AI had strongly opposed the vast project for the exploitation of the Kvanefjeld fields, one of the most important mining sites in the world. It was that very project that caused the political crisis of February and the resulting early elections in the country.
In the elections, Inuit Ataqatigiit got the 36.6 percent of the votes, while Siumut stopped at 29.4 percent. It will then be the turn of the AI leader, the 34-year-old Mute Egede, try to form a government. To do this, the party will have to ally itself with smaller formations.
After the news of the victory, Egede announced that he will sign theParis climate agreement and that the controversial Kvanefjeld rare earth exploitation project will be stopped. “From the verdict of the voters, especially in southern Greenland, where the mine is located, it is evident how they oppose the project,” said the young leader. “We must listen to the citizens, who have spoken”.
What the mining project in Kvanefjeld envisaged
The project that caused the political crisis was about Kvanefjeld, in the south of the island, where the fifth richest vein in the world would be found uranium and the world’s second largest concentration of rare earth, a group of 17 metals used as components in technological devices, such as smartphones, flat screens, electric cars and weapons.

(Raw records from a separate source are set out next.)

//! Ledger types

use chrono::{DateTime, Utc};
use serde::{Deserialize, Serialize};
use std::fmt;
use uuid::Uuid;

pub use vaultpay_db::TransactionKind;

/// Canonical storage key for a subject.
///
/// Subjects that parse as a UUID (hyphenated, simple, braced, URN, or simple
/// hex with a `0x` prefix) are stored as the lowercase hyphenated form.
/// Anything else, such as an email, is stored as given.
#[derive(Debug, Clone, PartialEq, Eq, Hash, Serialize, Deserialize)]
pub struct SubjectKey(String);

impl SubjectKey {
    pub fn from_subject(subject: &str) -> Self {
        let candidate = subject
            .strip_prefix("0x")
            .or_else(|| subject.strip_prefix("0X"))
            .unwrap_or(subject);

        match Uuid::parse_str(candidate) {
            Ok(uuid) => Self(uuid.hyphenated().to_string()),
            Err(_) => Self(subject.to_string()),
        }
    }

    pub fn as_str(&self) -> &str {
        &self.0
    }
}

impl fmt::Display for SubjectKey {
    fn fmt(&self, f: &mut fmt::Formatter<'_>) -> fmt::Result {
        f.write_str(&self.0)
    }
}

/// Card presented for settlement
#[derive(Clone)]
pub struct CardDetails {
    pub number: String,
    pub owner: String,
    pub cvv: String,
}

impl CardDetails {
    pub fn new(number: impl Into<String>, owner: impl Into<String>, cvv: impl Into<String>) -> Self {
        Self {
            number: number.into(),
            owner: owner.into(),
            cvv: cvv.into(),
        }
    }

    /// Card identified by number only, as used for payouts
    pub fn number_only(number: impl Into<String>) -> Self {
        Self::new(number, String::new(), String::new())
    }

    /// First four and last four digits, safe for logs
    pub fn masked_number(&self) -> String {
        let n = &self.number;
        if n.len() <= 8 || !n.is_ascii() {
            return "****".to_string();
        }
        format!("{}...{}", &n[..4], &n[n.len() - 4..])
    }
}

impl fmt::Debug for CardDetails {
    fn fmt(&self, f: &mut fmt::Formatter<'_>) -> fmt::Result {
        f.debug_struct("CardDetails")
            .field("number", &self.masked_number())
            .field("owner", &self.owner)
            .finish_non_exhaustive()
    }
}

/// Append-only record of a settled balance change
#[derive(Debug, Clone, PartialEq, Eq, Serialize, Deserialize)]
pub struct TransactionRecord {
    pub subject_key: String,
    pub amount: i64,
    pub kind: TransactionKind,
    pub created_at: DateTime<Utc>,
}

impl TryFrom<vaultpay_db::DbTransaction> for TransactionRecord {
    type Error = vaultpay_db::DbError;

    fn try_from(row: vaultpay_db::DbTransaction) -> Result<Self, Self::Error> {
        Ok(Self {
            kind: row.kind.parse()?,
            subject_key: row.subject_key,
            amount: row.amount,
            created_at: row.created_at,
        })
    }
}

/// Result of a successful replenish or withdraw
#[derive(Debug, Clone, Serialize, Deserialize)]
pub struct Receipt {
    pub subject: String,
    pub kind: TransactionKind,
    pub amount: i64,
    pub balance_after: i64,
    pub created_at: DateTime<Utc>,
    pub message: String,
}

#[cfg(test)]
mod tests {
    use super::*;

    #[test]
    fn test_email_subject_kept_verbatim() {
        assert_eq!(SubjectKey::from_subject("Alice@Example.com").as_str(), "Alice@Example.com");
        assert_eq!(SubjectKey::from_subject(" alice@example.com ").as_str(), " alice@example.com ");
        assert_ne!(
            SubjectKey::from_subject(" alice@example.com"),
            SubjectKey::from_subject("alice@example.com")
        );
    }

    #[test]
    fn test_uuid_encodings_share_one_key() {
        let expected = "8f14e45f-ceea-467f-a0e6-1a2b3c4d5e6f";
        for encoded in [
            "8f14e45f-ceea-467f-a0e6-1a2b3c4d5e6f",
            "8F14E45F-CEEA-467F-A0E6-1A2B3C4D5E6F",
            "8f14e45fceea467fa0e61a2b3c4d5e6f",
            "0x8F14E45FCEEA467FA0E61A2B3C4D5E6F",
            "{8f14e45f-ceea-467f-a0e6-1a2b3c4d5e6f}",
        ] {
            assert_eq!(SubjectKey::from_subject(encoded).as_str(), expected, "{}", encoded);
        }
    }

    #[test]
    fn test_masked_card_number() {
        let card = CardDetails::new("4111111111111111", "Alice", "123");
        assert_eq!(card.masked_number(), "4111...1111");
        let debug = format!("{:?}", card);
        assert!(!debug.contains("123\""));
        assert!(!debug.contains("4111111111111111"));
        assert_eq!(CardDetails::number_only("1234").masked_number(), "****");
    }

    #[test]
    fn test_record_rejects_unknown_kind() {
        let row = vaultpay_db::DbTransaction {
            id: Uuid::new_v4(),
            subject_key: "s".to_string(),
            amount: 5,
            kind: "refund".to_string(),
            created_at: Utc::now(),
        };
        assert!(TransactionRecord::try_from(row).is_err());
    }
}
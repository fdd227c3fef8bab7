//! Rate Limiting
//!
//! Sliding-window request limits keyed by client address, kept in process
//! memory. Buckets idle for two windows are dropped by [`RateLimiter::cleanup`].

use std::collections::HashMap;
use std::sync::Arc;
use std::time::Duration;
use tokio::sync::RwLock;
use tokio::time::Instant;
use tracing::{debug, warn};

use crate::cache::SweeperHandle;
use crate::config::RateLimitConfig;
use crate::error::{AuthError, AuthResult};

/// Per-key sliding window limiter
#[derive(Clone)]
pub struct RateLimiter {
    config: RateLimitConfig,
    buckets: Arc<RwLock<HashMap<String, RateBucket>>>,
}

#[derive(Debug, Clone)]
struct RateBucket {
    /// Request timestamps within the window, oldest first
    requests: Vec<Instant>,
    last_seen: Instant,
}

impl RateLimiter {
    pub fn new(config: RateLimitConfig) -> Self {
        Self {
            config,
            buckets: Arc::new(RwLock::new(HashMap::new())),
        }
    }

    /// Record a request from `ip`, failing once the window is full
    pub async fn check_ip_limit(&self, ip: &str) -> AuthResult<()> {
        if !self.config.enabled {
            return Ok(());
        }

        let limit = self.config.requests_per_window as usize;
        let window = self.config.window;
        let now = Instant::now();

        let mut buckets = self.buckets.write().await;
        let bucket = buckets.entry(ip.to_string()).or_insert_with(|| RateBucket {
            requests: Vec::new(),
            last_seen: now,
        });

        bucket.requests.retain(|&t| now.duration_since(t) < window);
        bucket.last_seen = now;

        if bucket.requests.len() >= limit {
            let retry_after = bucket
                .requests
                .first()
                .map(|&oldest| window.saturating_sub(now.duration_since(oldest)))
                .unwrap_or(window);
            warn!(ip = %ip, limit, "Rate limit exceeded");
            return Err(AuthError::RateLimitExceeded {
                retry_after: retry_after_secs(retry_after),
            });
        }

        bucket.requests.push(now);
        Ok(())
    }

    /// Drop buckets that have been idle for two windows
    pub async fn cleanup(&self) -> usize {
        let idle = self.config.window * 2;
        let now = Instant::now();

        let mut buckets = self.buckets.write().await;
        let before = buckets.len();
        buckets.retain(|_, bucket| now.duration_since(bucket.last_seen) < idle);
        before - buckets.len()
    }

    /// Number of tracked client addresses
    pub async fn tracked(&self) -> usize {
        self.buckets.read().await.len()
    }

    /// Run [`cleanup`](Self::cleanup) every `interval` in the background
    pub fn spawn_cleanup(&self, interval: Duration) -> SweeperHandle {
        let limiter = self.clone();

        let handle = tokio::spawn(async move {
            let mut ticker = tokio::time::interval(interval);
            ticker.set_missed_tick_behavior(tokio::time::MissedTickBehavior::Delay);
            loop {
                ticker.tick().await;
                let removed = limiter.cleanup().await;
                if removed > 0 {
                    debug!(removed, "Dropped idle rate limit buckets");
                }
            }
        });

        SweeperHandle { handle: Some(handle) }
    }
}

/// Whole seconds, rounded up so clients never retry early
fn retry_after_secs(wait: Duration) -> u64 {
    let secs = wait.as_secs();
    if wait.subsec_nanos() > 0 {
        secs + 1
    } else {
        secs.max(1)
    }
}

The Australian Greenland Minerals, supported by the Chinese group Shenghe, had obtained an exploration license for the mine, which could have turned into a large one economic resource for the island. Siumut was in favor, Inuit Ataquatigiit against.
In fact, environmentalists denounced that large-scale mining could damage the pristine landscape of Greenland and aggravate the threats to the ecosystem of the Arctic island, inhabited by just 56 thousand people. The broad consensus obtained during the vote shows that this concern is shared by the Greenlandic population, who rejected the mining project.